Достоевский ошеломлен, упоен. Голова его идет кругом. Чувства переполняют его: хочется кого-нибудь обнять, кого-то благодарить, кому-нибудь поклясться в вечной дружбе. Он выходит на улицу, но не в силах сделать ни шагу. Он останавливается на углу, смотря «на небо, на светлый день, на проходивших людей». У него нет с ними больше ничего общего. Один поворот судьбы, и он перенесен в иной мир и оттуда с высоты смотрит на них, точно на муравьев.
«И неужели вправду я так велик», – стыдливо думал я про себя в каком-то робком восторге. О, не смейтесь, никогда потом я не думал, что я велик, но тогда – разве можно было это вынести! «О, я буду достойным этих похвал, и какие люди, какие люди… Я заслужу, постараюсь стать таким же прекрасным, как и они, пребуду „верен“!.. мы победим; к ним, с ними!»
Но недолго он оставался «на их стороне».
Конечно, Белинский восторгался «Бедными людьми», но он толковал книгу на свой манер. Он видел в ней всего лишь прекрасную иллюстрацию к своим социальным идеям. «Дело тут простое, – объясняет он Анненкову, – нашлись добродушные чудаки, которые полагают, что любить весь мир есть необычайная приятность и обязанность для каждого человека. Они ничего и понять не могут, когда колесо жизни со всеми ее порядками, наехав на них, дробит им молча члены и кости. Вот и все, – а какая драма, какие типы!»
Он не заметил положительные черты персонажей. Его не тронули их безропотность, их молчаливая покорность, их деятельная доброта. Он не угадал, что Макар Девушкин нечто большее, чем просто жертва, ибо добровольно, сам выбрал для себя этот удел. Он увидел в «Бедных людях» повод для пробуждения чувства гражданственности, но не увидел призыва любить человека. Он возмущался палачами – и забыл восхититься мучениками.
Неважно. В тот момент и критик, и автор были без ума друг от друга. Белинский всем, кто был готов слушать, расхваливает недавно открытого писателя.
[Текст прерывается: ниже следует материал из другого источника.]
//! # Engine Settings
//!
//! Tunable constants of the calculation engine. The defaults reproduce the
//! reference outputs exactly; callers load a different set from JSON when
//! they need, for example, true SI volume conversion.
//!
//! ```rust
//! use ladder_core::settings::{EngineSettings, VolumeConversion};
//!
//! let settings: EngineSettings =
//!     serde_json::from_str(r#"{ "volume_conversion": "CubicMillimetres" }"#).unwrap();
//! assert_eq!(settings.volume_conversion, VolumeConversion::CubicMillimetres);
//! assert_eq!(settings.rung_test_load_n, 1500.0);
//! ```

use serde::{Deserialize, Serialize};

/// Divisor applied to mm-based volumes in the mass estimate.
///
/// `Legacy` divides by 1e6, the mm²→m² factor, which overstates mass by
/// 1000x relative to a true mm³→m³ conversion. It is the default so mass and
/// reaction figures match reports already issued. `CubicMillimetres` is the
/// dimensionally correct 1e9 and must be selected explicitly.
#[derive(Debug, Clone, Copy, PartialEq, Eq, Serialize, Deserialize)]
pub enum VolumeConversion {
    Legacy,
    CubicMillimetres,
}

impl VolumeConversion {
    pub fn divisor(&self) -> f64 {
        match self {
            VolumeConversion::Legacy => 1_000_000.0,
            VolumeConversion::CubicMillimetres => 1_000_000_000.0,
        }
    }
}

impl Default for VolumeConversion {
    fn default() -> Self {
        VolumeConversion::Legacy
    }
}

/// Constants used by the calculation engine.
#[derive(Debug, Clone, PartialEq, Serialize, Deserialize)]
#[serde(default)]
pub struct EngineSettings {
    /// Concentrated normative load at rung mid-span (N)
    pub rung_test_load_n: f64,

    /// Safety factors below this are flagged
    pub min_safety_factor: f64,

    /// Stringer flat bar width (mm)
    pub stringer_width_mm: f64,

    /// Stringer flat bar thickness (mm)
    pub stringer_thickness_mm: f64,

    /// Empirical cage volume per mm of caged height (verticals + hoops)
    pub cage_volume_per_mm: f64,

    pub volume_conversion: VolumeConversion,
}

impl Default for EngineSettings {
    fn default() -> Self {
        EngineSettings {
            rung_test_load_n: 1500.0,
            min_safety_factor: 1.5,
            stringer_width_mm: 65.0,
            stringer_thickness_mm: 10.0,
            cage_volume_per_mm: 0.008,
            volume_conversion: VolumeConversion::Legacy,
        }
    }
}
//! # Compliance Validation
//!
//! Checks a ladder against the fixed rule set of its selected standard.
//! Every call evaluates all six rules and returns one finding per rule, in
//! the same order every time, so reports and lists stay stable as
//! parameters change.
//!
//! | Rule | Passes when | Severity |
//! |------|-------------|----------|
//! | `width` | min ≤ width ≤ max | critical |
//! | `rung_spacing` | min ≤ spacing ≤ max | critical |
//! | `wall_dist` | distance ≥ min | critical |
//! | `rung_diameter` | diameter ≥ min | warning |
//! | `cage_requirement` | height ≤ threshold, or a cage is fitted | critical |
//! | `cage_start` | no cage, or start height within bounds | warning |
//!
//! `cage_requirement` reads the declared `has_cage`, not the height-derived
//! `cage_mandatory` of the calculation result.
//!
//! ## Example
//!
//! ```rust
//! use ladder_core::parameters::LadderParameters;
//! use ladder_core::validation::{self, RuleId};
//!
//! let params = LadderParameters { width: 700.0, ..Default::default() };
//! let findings = validation::validate(&params);
//!
//! assert_eq!(findings.len(), 6);
//! assert_eq!(findings[0].id, RuleId::Width);
//! assert!(!findings[0].is_valid);
//! assert_eq!(findings[0].limit, "400-600mm");
//! ```

use serde::{Deserialize, Serialize};
use tracing::debug;

use crate::parameters::LadderParameters;
use crate::standards::{self, ClauseCategory, StandardProfile};

/// Identifier of a compliance rule
#[derive(Debug, Clone, Copy, PartialEq, Eq, Hash, Serialize, Deserialize)]
#[serde(rename_all = "snake_case")]
pub enum RuleId {
    Width,
    RungSpacing,
    #[serde(rename = "wall_dist")]
    WallDistance,
    RungDiameter,
    CageRequirement,
    CageStart,
}

impl RuleId {
    /// All rules in evaluation (and report) order
    pub const ALL: [RuleId; 6] = [
        RuleId::Width,
        RuleId::RungSpacing,
        RuleId::WallDistance,
        RuleId::RungDiameter,
        RuleId::CageRequirement,
        RuleId::CageStart,
    ];

    pub fn as_str(&self) -> &'static str {
        match self {
            RuleId::Width => "width",
            RuleId::RungSpacing => "rung_spacing",
            RuleId::WallDistance => "wall_dist",
            RuleId::RungDiameter => "rung_diameter",
            RuleId::CageRequirement => "cage_requirement",
            RuleId::CageStart => "cage_start",
        }
    }

    pub fn severity(&self) -> Severity {
        match self {
            RuleId::Width | RuleId::RungSpacing | RuleId::WallDistance | RuleId::CageRequirement => {
                Severity::Critical
            }
            RuleId::RungDiameter | RuleId::CageStart => Severity::Warning,
        }
    }

    /// Which clause of the standard the rule enforces
    pub fn clause_category(&self) -> ClauseCategory {
        match self {
            RuleId::Width => ClauseCategory::Width,
            RuleId::RungSpacing => ClauseCategory::Spacing,
            RuleId::WallDistance => ClauseCategory::Wall,
            RuleId::RungDiameter => ClauseCategory::Rungs,
            RuleId::CageRequirement | RuleId::CageStart => ClauseCategory::Cage,
        }
    }

    pub fn description(&self) -> &'static str {
        match self {
            RuleId::Width => "Largura útil (espaço livre)",
            RuleId::RungSpacing => "Passo vertical constante",
            RuleId::WallDistance => "Afastamento de obstáculos fixos",
            RuleId::RungDiameter => "Seção transversal do degrau",
            RuleId::CageRequirement => "Requisito de Proteção Coletiva",
            RuleId::CageStart => "Altura de início da proteção",
        }
    }

    /// Consequence of failing the rule
    pub fn associated_risk(&self) -> &'static str {
        match self {
            RuleId::Width => "Risco de aprisionamento lateral ou instabilidade por largura excessiva.",
            RuleId::RungSpacing => "Queda em altura por fadiga ou perda de ritmo (tropeço) na ascensão.",
            RuleId::WallDistance => "Apoio plantar incompleto; risco severo de escorregamento do calçado.",
            RuleId::RungDiameter => {
                "Fadiga nas mãos por empunhadura deficiente e risco de flambagem/flexão excessiva."
            }
            RuleId::CageRequirement => "Queda livre desimpedida com impacto direto no solo (fatalidade).",
            RuleId::CageStart => {
                "Altura baixa dificulta acesso; altura elevada permite queda lateral antes da retenção."
            }
        }
    }
}

impl std::fmt::Display for RuleId {
    fn fmt(&self, f: &mut std::fmt::Formatter<'_>) -> std::fmt::Result {
        write!(f, "{}", self.as_str())
    }
}

/// How serious a failed rule is
#[derive(Debug, Clone, Copy, PartialEq, Eq, Hash, PartialOrd, Ord, Serialize, Deserialize)]
#[serde(rename_all = "lowercase")]
pub enum Severity {
    Info,
    Warning,
    Critical,
}

impl std::fmt::Display for Severity {
    fn fmt(&self, f: &mut std::fmt::Formatter<'_>) -> std::fmt::Result {
        match self {
            Severity::Info => write!(f, "info"),
            Severity::Warning => write!(f, "warning"),
            Severity::Critical => write!(f, "critical"),
        }
    }
}

/// Observed value a rule was checked against
#[derive(Debug, Clone, PartialEq, Serialize, Deserialize)]
#[serde(untagged)]
pub enum FindingValue {
    /// A measured dimension (mm)
    Millimeters(f64),
    /// A presence/state description
    Text(String),
}

impl std::fmt::Display for FindingValue {
    fn fmt(&self, f: &mut std::fmt::Formatter<'_>) -> std::fmt::Result {
        match self {
            FindingValue::Millimeters(mm) => write!(f, "{}mm", mm),
            FindingValue::Text(text) => write!(f, "{}", text),
        }
    }
}

/// Outcome of one rule for one evaluation.
///
/// Passing findings still carry value, limit and risk so every row of a
/// report has the same shape; callers show the risk only on failure.
#[derive(Debug, Clone, PartialEq, Serialize, Deserialize)]
pub struct ValidationFinding {
    pub id: RuleId,
    pub standard_code: String,
    pub clause: String,
    pub description: String,
    pub is_valid: bool,
    pub value: FindingValue,
    /// Human-readable limit, e.g. `"400-600mm"` or `"min. 150mm"`
    pub limit: String,
    pub severity: Severity,
    pub associated_risk: String,
}

impl ValidationFinding {
    /// Failed with critical severity
    pub fn is_critical_failure(&self) -> bool {
        !self.is_valid && self.severity == Severity::Critical
    }
}

fn range_limit(min: f64, max: f64) -> String {
    format!("{}-{}mm", min, max)
}

fn min_limit(min: f64) -> String {
    format!("min. {}mm", min)
}

fn within(value: f64, min: f64, max: f64) -> bool {
    value >= min && value <= max
}

fn evaluate(rule: RuleId, params: &LadderParameters, profile: &StandardProfile) -> ValidationFinding {
    let (is_valid, value, limit) = match rule {
        RuleId::Width => (
            within(params.width, profile.min_width, profile.max_width),
            FindingValue::Millimeters(params.width),
            range_limit(profile.min_width, profile.max_width),
        ),
        RuleId::RungSpacing => (
            within(params.rung_spacing, profile.min_rung_spacing, profile.max_rung_spacing),
            FindingValue::Millimeters(params.rung_spacing),
            range_limit(profile.min_rung_spacing, profile.max_rung_spacing),
        ),
        RuleId::WallDistance => (
            params.wall_distance >= profile.min_wall_distance,
            FindingValue::Millimeters(params.wall_distance),
            min_limit(profile.min_wall_distance),
        ),
        RuleId::RungDiameter => (
            params.rung_diameter >= profile.min_rung_diameter,
            FindingValue::Millimeters(params.rung_diameter),
            min_limit(profile.min_rung_diameter),
        ),
        RuleId::CageRequirement => (
            params.total_height <= profile.cage_required_above || params.has_cage,
            FindingValue::Text(if params.has_cage { "Instalada" } else { "Ausente" }.to_string()),
            format!("Obrigatória > {}mm", profile.cage_required_above),
        ),
        RuleId::CageStart => (
            !params.has_cage
                || within(params.cage_start_height, profile.cage_start_min, profile.cage_start_max),
            FindingValue::Millimeters(params.cage_start_height),
            range_limit(profile.cage_start_min, profile.cage_start_max),
        ),
    };

    ValidationFinding {
        id: rule,
        standard_code: profile.standard.code().to_string(),
        clause: profile.clause(rule.clause_category()).to_string(),
        description: rule.description().to_string(),
        is_valid,
        value,
        limit,
        severity: rule.severity(),
        associated_risk: rule.associated_risk().to_string(),
    }
}

/// Evaluate every rule against the ladder's standard.
///
/// Pure: the same parameters always yield the same findings in
/// [`RuleId::ALL`] order.
pub fn validate(params: &LadderParameters) -> Vec<ValidationFinding> {
    let profile = standards::lookup(params.standard);
    let findings: Vec<ValidationFinding> = RuleId::ALL
        .iter()
        .map(|&rule| evaluate(rule, params, profile))
        .collect();

    debug!(
        standard = %params.standard,
        failed = failures(&findings).count(),
        "validated ladder"
    );
    findings
}

/// Findings that did not pass
pub fn failures(findings: &[ValidationFinding]) -> impl Iterator<Item = &ValidationFinding> {
    findings.iter().filter(|f| !f.is_valid)
}

/// Findings that failed with critical severity
pub fn critical_failures(findings: &[ValidationFinding]) -> impl Iterator<Item = &ValidationFinding> {
    findings.iter().filter(|f| f.is_critical_failure())
}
У него это становится навязчивой идеей.
«…нашли новую звезду, какого-то Достоевского, которого ставят чуть ли не выше Гоголя», – иронически замечает Аксаков.
Глава VIII
Салоны
«Бедные люди» еще не опубликованы, а молодого автора, стараниями Белинского, с симпатией и любопытством встречают в литературных кругах. Устраивают чтения его романа. Приглашают в светские гостиные. Достоевский совершенно теряет голову: заказывает у Циммермана цилиндр – модный головной убор, покупает тонкое белье, новое платье – воображает себя новым Растиньяком[23] и всех вокруг находит очаровательными:
«Нужно тебе знать, – пишет он брату, – что Белинский недели две тому назад прочел мне полное наставление, каким образом можно ужиться в нашем литературном мире… Я бываю весьма часто у Белинского. Он ко мне донельзя расположен и серьезно видит во мне
Это письмо датировано 8 октября 1845 года.
16 ноября 1845 года «Бедные люди» еще не вышли из печати, но упоение Достоевского разрастается до помутнения рассудка.
«Ну, брат, никогда, я думаю, слава моя не дойдет до такой апогеи, как теперь. Всюду почтение неимоверное, любопытство насчет меня страшное. Я познакомился с бездной народу самого порядочного. Князь Одоевский просит меня осчастливить его своим посещением, а граф Соллогуб рвет на себе волосы от отчаяния. Панаев объявил ему, что есть талант, который их всех в грязь втопчет. Соллогуб обегал всех и, зашедши к Краевскому, вдруг спросил его: Кто этот Достоевский? Где мне
Наконец Достоевский сообщает брату великую новость: он познакомился с Тургеневым:
«Тургенев влюбился в меня. Но, брат, что это за человек? Я тоже едва ль не влюбился в него. Поэт, талант, аристократ, красавец, богач, умен, образован, 25 лет, – я не знаю, в чем природа отказала ему? Наконец: характер неистощимо прямой, прекрасный, выработанный в доброй школе… У меня бездна идей; и нельзя мне рассказать что-нибудь из них хоть Тургеневу, н<а>п<ример>, чтобы назавтра почти во всех углах Петербурга не знали, что Достоев<ский> пишет то-то и то-то».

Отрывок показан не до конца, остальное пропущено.